Lo swab nasal può ritardare mesi prima di dare un responso. Per cui il numero dei contagi non è mai aggiornato in tempo reale e le cifre sono sballate. Nel Distretto Federale il pungi-dito è già nel protocollo sanitario: secondo i dati forniti dalla Secretaria de Saúde di Brasilia, abbinato al tampone classico, ha consentito di testare 403.708 pazienti individuando 36.142 positivi, 9%. Tuttavia, su 3.015.268 residenti i test effettuati incidono per il 13%. Ancora troppo poco.

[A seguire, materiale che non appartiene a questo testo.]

// SPDX-License-Identifier: AGPL-3.0-or-later
// Copyright (C) 2026 Vallés Puig, Ramon

//! League phase engine
//!
//! This crate maps wall-clock time to the state of a league that plays one
//! season per week: which season is current, which phase it is in, which
//! game day is being played, and what the public may see of past, present
//! and future results.
//!
//! # Core types
//!
//! - [`LeagueConfig`] — validated league constants (genesis, zone, cadence).
//! - [`SeasonClock`] — the engine façade; produces one [`Snapshot`] per request.
//! - [`PhaseStatus`] / [`Mode`] — the season and its phase at an instant.
//! - [`MarkerSequence`] — the eight boundary instants of one season.
//! - [`ScheduleProvider`] — external source of postseason series lengths,
//!   memoized by [`SeriesLengthCache`].
//! - [`Disclosure`] — how much of a day's results may be shown, applied to
//!   [`GameRecord`]s in one place.
//! - [`SectionView`] — how much of a season-level resource may be shown.
//!
//! # Season layout
//!
//! | Phase | Mode code | Starts at (hours after season start) |
//! |-------|-----------|--------------------------------------|
//! | pre-season | 0 | |
//! | regular season | 10 | 0 |
//! | waiting for LDS | 21 | `days_per_season` |
//! | LDS | 31 | `days_per_season` + 1 |
//! | waiting for LCS | 22 | end of LDS |
//! | LCS | 32 | `days_per_season` − 1 + 24 |
//! | waiting for HCS | 23 | end of LCS |
//! | HCS | 33 | LCS start + 24 |
//! | complete | 40 | end of HCS |
//!
//! The offsets above assume one-hour game slots; longer slots stretch every
//! game-count term.
//!
//! # Configuration
//!
//! [`LeagueConfig::from_env`] is the only place process configuration is
//! read. See [`config`] for the keys and their defaults.
//!
//! # Logging
//!
//! The crate logs through the [`log`] facade and never installs a logger.

pub mod clock;
pub mod config;
pub mod day;
pub mod engine;
mod error;
pub mod genesis;
pub mod markers;
pub mod mode;
pub mod records;
pub mod rehearsal;
pub mod sections;
pub mod series;
pub mod visibility;

// ── Re-exports ────────────────────────────────────────────────────────────

pub use clock::{Clock, FixedClock, SystemClock};
pub use config::{LeagueConfig, LeagueSettings};
pub use day::{resolve_day, DayIndex, NO_DAY, RETIRED_DAY};
pub use engine::{SeasonClock, Slate, Snapshot};
pub use error::{Error, Result};
pub use genesis::{resolve_season, resolve_season_start, season_start};
pub use markers::{Marker, MarkerSequence, Window};
pub use mode::{classify, Mode, PhaseStatus};
pub use records::GameRecord;
pub use rehearsal::{genesis_for, StagedGenesis};
pub use sections::{SeasonSection, SectionView};
pub use series::{
    JsonSchedule, ProviderError, ScheduleProvider, Series, SeriesLengthCache, SeriesLengths,
    StaticSchedule,
};
pub use visibility::Disclosure;
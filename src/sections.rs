// SPDX-License-Identifier: AGPL-3.0-or-later
// Copyright (C) 2026 Vallés Puig, Ramon

//! Disclosure of season-level resources.
//!
//! Where [`crate::visibility`] answers "may this day's games be shown",
//! this module answers how much of a whole-season resource (schedule,
//! postseason bracket, seeds, champion, standings) is public right now.

use crate::config::LeagueConfig;
use crate::day::{series_day, DayIndex};
use crate::error::{Error, Result};
use crate::mode::{Mode, PhaseStatus};
use crate::series::Series;
use crate::visibility::check_indices;
use serde::{Deserialize, Serialize};

#[derive(Debug, Clone, Copy, PartialEq, Eq, Hash, Serialize, Deserialize)]
#[serde(rename_all = "snake_case")]
pub enum SeasonSection {
    Teams,
    /// Regular-season games, day by day.
    Schedule,
    /// Series games, day by day.
    Postseason,
    Seeds,
    Champion,
    /// Win/loss records and standings.
    Records,
}

#[derive(Debug, Clone, Copy, PartialEq, Eq, Serialize, Deserialize)]
#[serde(tag = "view", rename_all = "snake_case")]
pub enum SectionView {
    Full,
    Hidden,
    /// Days strictly before `day`.
    ThroughDay { day: DayIndex },
    /// Every earlier series, plus days of `series` strictly before `day`.
    ThroughSeriesDay { series: Series, day: u32 },
    /// Records as of the start of `day`.
    AsOfDay { day: DayIndex },
}

/// How much of `section` of `requested_season` may be shown.
pub fn section_view(
    config: &LeagueConfig,
    section: SeasonSection,
    requested_season: i64,
    status: &PhaseStatus,
    current_day: DayIndex,
) -> Result<SectionView> {
    check_indices(requested_season, None)?;
    let current = i64::from(status.season);
    if requested_season > current {
        return Err(Error::FutureSeason {
            requested: requested_season,
            current: status.season,
        });
    }
    if requested_season < current {
        return Ok(SectionView::Full);
    }

    let mode = status.mode;
    let view = match section {
        SeasonSection::Teams => SectionView::Full,
        SeasonSection::Schedule => match mode {
            Mode::PreSeason { .. } => SectionView::Hidden,
            Mode::RegularSeason { .. } => SectionView::ThroughDay { day: current_day },
            _ => SectionView::Full,
        },
        SeasonSection::Postseason => match (mode, mode.series(), series_day(config, &mode)) {
            (Mode::PreSeason { .. } | Mode::RegularSeason { .. }, _, _) => SectionView::Hidden,
            (_, Some(series), Some(day)) => SectionView::ThroughSeriesDay { series, day },
            _ => SectionView::Full,
        },
        SeasonSection::Seeds => {
            if mode.is_postseason() {
                SectionView::Full
            } else {
                SectionView::Hidden
            }
        }
        SeasonSection::Champion => {
            if mode.is_finished() {
                SectionView::Full
            } else {
                SectionView::Hidden
            }
        }
        // While idle, the day just played is final and counts.
        SeasonSection::Records => SectionView::AsOfDay {
            day: if mode.is_waiting() {
                current_day + 1
            } else {
                current_day
            },
        },
    };
    Ok(view)
}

Il Brasile è senza un ministro della Salute dalle dimissioni di Teich di due mesi fa, che aveva resistito 20 giorni appena dopo il siluramento del suo predecessore Mandetta “reo” di non approvare il comportamento irresponsabile di Bozo allergico a maschere e quarantena, e di essersi opposto all’impiego della clorochina. Bolsonaro d’altra parte è troppo occupato ora, vittima della sua stessa “gripezinha”.
Ha evitato l’impeachment oliando i partiti di centro, oltre ai giudici che hanno già concesso al primogenito l’habeas corpus – in pratica il non luogo a procedere – per il reato di sottrazione di denaro pubblico. Flávio, come sappiamo, è specializzato nella rachadinha, un giroconto truffaldino attraverso il quale sono confluiti per anni nelle capienti tasche del pupillo presidenziale parte degli stipendi dei suoi dipendenti. Uno schema iniziato quando era membro dell’Assemblea Legislativa di Rio de Janeiro. Non solo: è stato scarcerato pure Fabrício Queiroz, uomo di fiducia di Bolsonaro Jr. e fulcro del meccanismo. Ora è ai domiciliari.
Ps. Attraverso il sito del governo ho fatto richiesta alla Fiocruz per ricevere dettagli sul grado di rischio di un vaccino prodotto prima della fine del percorso sperimentale. La richiesta è stata protocollata per cui, secondo la legge federale, una risposta è dovuta entro e non oltre 20 giorni.